WHAT THIS TASK INVOLVES: Write out exactly what each line says, starting with the first line below and ending on the one with "The store's uniqueness".

Saved data entries
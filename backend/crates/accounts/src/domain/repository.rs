//! Repository Traits
//!
//! Interfaces for data persistence. Implementation is in infrastructure layer.

use crate::domain::entity::{company::Company, employee::Employee, identity::Identity};
use crate::domain::value_object::{
    email::Email,
    ids::{CompanyId, EmployeeId},
};
use crate::error::AccountResult;

/// Identity (credential store) repository trait
#[trait_variant::make(IdentityRepository: Send)]
pub trait LocalIdentityRepository {
    /// Find an identity by its (lowercased) email
    async fn find_by_email(&self, email: &Email) -> AccountResult<Option<Identity>>;
}

/// Company repository trait
#[trait_variant::make(CompanyRepository: Send)]
pub trait LocalCompanyRepository {
    /// Persist identity and company profile atomically.
    ///
    /// Both rows are inserted in one transaction; a unique violation on
    /// the email maps to `DuplicateEmail`. The store's uniqueness
    /// constraint is the authoritative gate, not any pre-check.
    async fn create_with_identity(
        &self,
        identity: &Identity,
        company: &Company,
    ) -> AccountResult<()>;

    /// Find company by ID
    async fn find_by_id(&self, company_id: &CompanyId) -> AccountResult<Option<Company>>;

    /// Find company by email (profile resolution at login)
    async fn find_by_email(&self, email: &Email) -> AccountResult<Option<Company>>;

    /// List all companies
    async fn list(&self) -> AccountResult<Vec<Company>>;

    /// List companies in an industry
    async fn list_by_industry(&self, industry: &str) -> AccountResult<Vec<Company>>;

    /// Check if a company exists
    async fn exists_by_id(&self, company_id: &CompanyId) -> AccountResult<bool>;
}

/// Employee repository trait
#[trait_variant::make(EmployeeRepository: Send)]
pub trait LocalEmployeeRepository {
    /// Persist identity and employee profile atomically (see
    /// `CompanyRepository::create_with_identity`).
    async fn create_with_identity(
        &self,
        identity: &Identity,
        employee: &Employee,
    ) -> AccountResult<()>;

    /// Find employee by ID
    async fn find_by_id(&self, employee_id: &EmployeeId) -> AccountResult<Option<Employee>>;

    /// Find employee by email (profile resolution at login)
    async fn find_by_email(&self, email: &Email) -> AccountResult<Option<Employee>>;

    /// Case-insensitive name substring search
    async fn search_by_name(&self, name: &str) -> AccountResult<Vec<Employee>>;

    /// Check if an employee exists
    async fn exists_by_id(&self, employee_id: &EmployeeId) -> AccountResult<bool>;
}
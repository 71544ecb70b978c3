//! Accounts Error Types
//!
//! This module provides account-specific error variants that integrate
//! with the unified `kernel::error::AppError` system.

use std::fmt;

use axum::response::{IntoResponse, Response};
use kernel::error::{app_error::AppError, kind::ErrorKind};
use thiserror::Error;

/// Accounts-specific result type alias
pub type AccountResult<T> = Result<T, AccountError>;

/// A single request field that failed validation
#[derive(Debug, Clone, PartialEq, Eq)]
pub struct FieldViolation {
    pub field: &'static str,
    pub message: String,
}

impl FieldViolation {
    pub fn new(field: &'static str, message: impl Into<String>) -> Self {
        Self {
            field,
            message: message.into(),
        }
    }
}

impl fmt::Display for FieldViolation {
    fn fmt(&self, f: &mut fmt::Formatter<'_>) -> fmt::Result {
        write!(f, "{}: {}", self.field, self.message)
    }
}

fn join_violations(violations: &[FieldViolation]) -> String {
    violations
        .iter()
        .map(FieldViolation::to_string)
        .collect::<Vec<_>>()
        .join("; ")
}

/// Accounts-specific error variants
#[derive(Debug, Error)]
pub enum AccountError {
    /// One or more request fields failed validation
    #[error("Validation failed: {}", join_violations(.0))]
    Validation(Vec<FieldViolation>),

    /// Email is already registered
    #[error("Email is already registered")]
    DuplicateEmail,

    /// Generic auth failure. Deliberately identical for unknown email,
    /// wrong password and wrong-role logins.
    #[error("Invalid email or password")]
    InvalidCredentials,

    /// Bearer token missing, malformed, tampered or expired
    #[error("Authentication required")]
    Unauthenticated,

    /// Valid token, but the role claim does not grant access
    #[error("Insufficient role for this resource")]
    Forbidden,

    /// Company not found
    #[error("Company not found")]
    CompanyNotFound,

    /// Employee not found
    #[error("Employee not found")]
    EmployeeNotFound,

    /// An identity exists without its domain profile. Internal
    /// consistency fault: must fail closed instead of issuing a token.
    #[error("Identity has no matching profile")]
    ProfileMissing,

    /// Database error
    #[error("Database error: {0}")]
    Database(#[from] sqlx::Error),

    /// Internal error
    #[error("Internal error: {0}")]
    Internal(String),
}

impl AccountError {
    /// Get the ErrorKind for this error
    pub fn kind(&self) -> ErrorKind {
        match self {
            AccountError::Validation(_) => ErrorKind::BadRequest,
            AccountError::DuplicateEmail => ErrorKind::Conflict,
            AccountError::InvalidCredentials | AccountError::Unauthenticated => {
                ErrorKind::Unauthorized
            }
            AccountError::Forbidden => ErrorKind::Forbidden,
            AccountError::CompanyNotFound | AccountError::EmployeeNotFound => ErrorKind::NotFound,
            AccountError::ProfileMissing
            | AccountError::Database(_)
            | AccountError::Internal(_) => ErrorKind::InternalServerError,
        }
    }

    /// Convert to AppError
    ///
    /// Server faults get a generic message so that internals are never
    /// leaked in a response body.
    pub fn to_app_error(&self) -> AppError {
        if self.kind().is_server_error() {
            AppError::new(self.kind(), "Internal server error")
        } else {
            AppError::new(self.kind(), self.to_string())
        }
    }

    /// Log the error with appropriate level
    fn log(&self) {
        match self {
            AccountError::Database(e) => {
                tracing::error!(error = %e, "Accounts database error");
            }
            AccountError::Internal(msg) => {
                tracing::error!(message = %msg, "Accounts internal error");
            }
            AccountError::ProfileMissing => {
                tracing::error!("Identity/profile drift detected, failing closed");
            }
            AccountError::InvalidCredentials => {
                tracing::warn!("Invalid login attempt");
            }
            _ => {
                tracing::debug!(error = %self, "Accounts error");
            }
        }
    }
}

impl IntoResponse for AccountError {
    fn into_response(self) -> Response {
        self.log();
        self.to_app_error().into_response()
    }
}

impl From<AppError> for AccountError {
    fn from(err: AppError) -> Self {
        AccountError::Internal(err.to_string())
    }
}

#[cfg(test)]
mod tests {
    use super::*;

    #[test]
    fn test_status_mapping() {
        assert_eq!(AccountError::Validation(vec![]).kind(), ErrorKind::BadRequest);
        assert_eq!(AccountError::DuplicateEmail.kind(), ErrorKind::Conflict);
        assert_eq!(
            AccountError::InvalidCredentials.kind(),
            ErrorKind::Unauthorized
        );
        assert_eq!(AccountError::Unauthenticated.kind(), ErrorKind::Unauthorized);
        assert_eq!(AccountError::Forbidden.kind(), ErrorKind::Forbidden);
        assert_eq!(AccountError::CompanyNotFound.kind(), ErrorKind::NotFound);
        assert_eq!(
            AccountError::ProfileMissing.kind(),
            ErrorKind::InternalServerError
        );
    }

    #[test]
    fn test_validation_lists_offending_fields() {
        let err = AccountError::Validation(vec![
            FieldViolation::new("email", "invalid format"),
            FieldViolation::new("name", "must not be empty"),
        ]);
        let message = err.to_string();
        assert!(message.contains("email"));
        assert!(message.contains("name"));
    }

    #[test]
    fn test_server_faults_do_not_leak_details() {
        let err = AccountError::Internal("pool exhausted at 10.0.0.3".to_string());
        let app_err = err.to_app_error();
        assert_eq!(app_err.status_code(), 500);
        assert!(!app_err.message().contains("10.0.0.3"));

        let err = AccountError::ProfileMissing;
        assert!(!err.to_app_error().message().contains("profile"));
    }
}
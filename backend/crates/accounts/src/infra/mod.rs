//! Infrastructure Layer
//!
//! Database implementations and external service integrations.

pub mod postgres;

pub use postgres::PgAccountsRepository;
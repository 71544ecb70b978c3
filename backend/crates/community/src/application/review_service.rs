//! Review Service
//!
//! Existence-checked create and list operations for reviews. Both the
//! reviewed company and the reviewing employee must exist.

use std::sync::Arc;

use accounts::domain::repository::{CompanyRepository, EmployeeRepository};
use accounts::models::ids::{CompanyId, EmployeeId};

use crate::domain::entity::review::Review;
use crate::domain::repository::ReviewRepository;
use crate::domain::value_object::rating::Rating;
use crate::error::{CommunityError, CommunityResult};

/// Review service
pub struct ReviewService<P, R>
where
    P: CompanyRepository + EmployeeRepository,
    R: ReviewRepository,
{
    profiles: Arc<P>,
    review_repo: Arc<R>,
}

impl<P, R> ReviewService<P, R>
where
    P: CompanyRepository + EmployeeRepository,
    R: ReviewRepository,
{
    pub fn new(profiles: Arc<P>, review_repo: Arc<R>) -> Self {
        Self {
            profiles,
            review_repo,
        }
    }

    /// Create a review
    pub async fn create(
        &self,
        company_id: CompanyId,
        employee_id: EmployeeId,
        rating: i16,
        comment: String,
    ) -> CommunityResult<Review> {
        if !CompanyRepository::exists_by_id(self.profiles.as_ref(), &company_id).await? {
            return Err(CommunityError::CompanyNotFound);
        }

        if !EmployeeRepository::exists_by_id(self.profiles.as_ref(), &employee_id).await? {
            return Err(CommunityError::EmployeeNotFound);
        }

        let rating = Rating::new(rating).map_err(|e| CommunityError::Validation(e.to_string()))?;

        let review = Review::new(company_id, employee_id, rating, comment);
        self.review_repo.create(&review).await?;

        tracing::info!(review_id = %review.review_id, "Review created");

        Ok(review)
    }

    /// List reviews of a company
    pub async fn list_for_company(&self, company_id: &CompanyId) -> CommunityResult<Vec<Review>> {
        if !CompanyRepository::exists_by_id(self.profiles.as_ref(), company_id).await? {
            return Err(CommunityError::CompanyNotFound);
        }

        self.review_repo.list_by_company(company_id).await
    }

    /// List reviews written by an employee
    pub async fn list_for_employee(
        &self,
        employee_id: &EmployeeId,
    ) -> CommunityResult<Vec<Review>> {
        if !EmployeeRepository::exists_by_id(self.profiles.as_ref(), employee_id).await? {
            return Err(CommunityError::EmployeeNotFound);
        }

        self.review_repo.list_by_employee(employee_id).await
    }
}
//! Application Configuration
//!
//! Configuration for the accounts application layer.

use std::time::Duration;

/// Re-export the password policy knob from platform
pub use platform::password::PasswordPolicy;

/// Token signing configuration
///
/// The secret is process-wide and loaded once at startup. Rotating it
/// invalidates every outstanding token; expiry is the only other
/// invalidation mechanism (no revocation list).
#[derive(Debug, Clone)]
pub struct TokenConfig {
    /// HMAC signing secret (32 bytes recommended)
    pub secret: Vec<u8>,
    /// Token lifetime
    pub ttl: Duration,
}

impl TokenConfig {
    /// Default token lifetime (24 hours)
    pub const DEFAULT_TTL: Duration = Duration::from_secs(24 * 3600);

    pub fn new(secret: Vec<u8>, ttl: Duration) -> Self {
        Self { secret, ttl }
    }

    /// Create config with a random secret (for development)
    pub fn with_random_secret() -> Self {
        Self {
            secret: platform::crypto::random_bytes(32),
            ttl: Self::DEFAULT_TTL,
        }
    }

    /// Get the TTL in whole seconds
    pub fn ttl_seconds(&self) -> i64 {
        self.ttl.as_secs() as i64
    }
}

/// Accounts application configuration
#[derive(Debug, Clone)]
pub struct AccountsConfig {
    /// Token signing configuration
    pub token: TokenConfig,
    /// Password validation policy (permissive by default)
    pub password_policy: PasswordPolicy,
}

impl AccountsConfig {
    pub fn new(token: TokenConfig, password_policy: PasswordPolicy) -> Self {
        Self {
            token,
            password_policy,
        }
    }

    /// Create config for development (random secret, default policy)
    pub fn development() -> Self {
        Self {
            token: TokenConfig::with_random_secret(),
            password_policy: PasswordPolicy::default(),
        }
    }
}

REPLY:
filename backend/crates/accounts/src/domain/repository.rs
//! Repository Traits
//!
//! Interfaces for data persistence. Implementation is in infrastructure layer.

use crate::domain::entity::{company::Company, employee::Employee, identity::Identity};
use crate::domain::value_object::{
    email::Email,
    ids::{CompanyId, EmployeeId},
};
use crate::error::AccountResult;

/// Identity (credential store) repository trait
#[trait_variant::make(IdentityRepository: Send)]
pub trait LocalIdentityRepository {
    /// Find an identity by its (lowercased) email
    async fn find_by_email(&self, email: &Email) -> AccountResult<Option<Identity>>;
}

/// Company repository trait
#[trait_variant::make(CompanyRepository: Send)]
pub trait LocalCompanyRepository {
    /// Persist identity and company profile atomically.
    ///
    /// Both rows are inserted in one transaction; a unique violation on
    /// the email maps to `DuplicateEmail`. The store's uniqueness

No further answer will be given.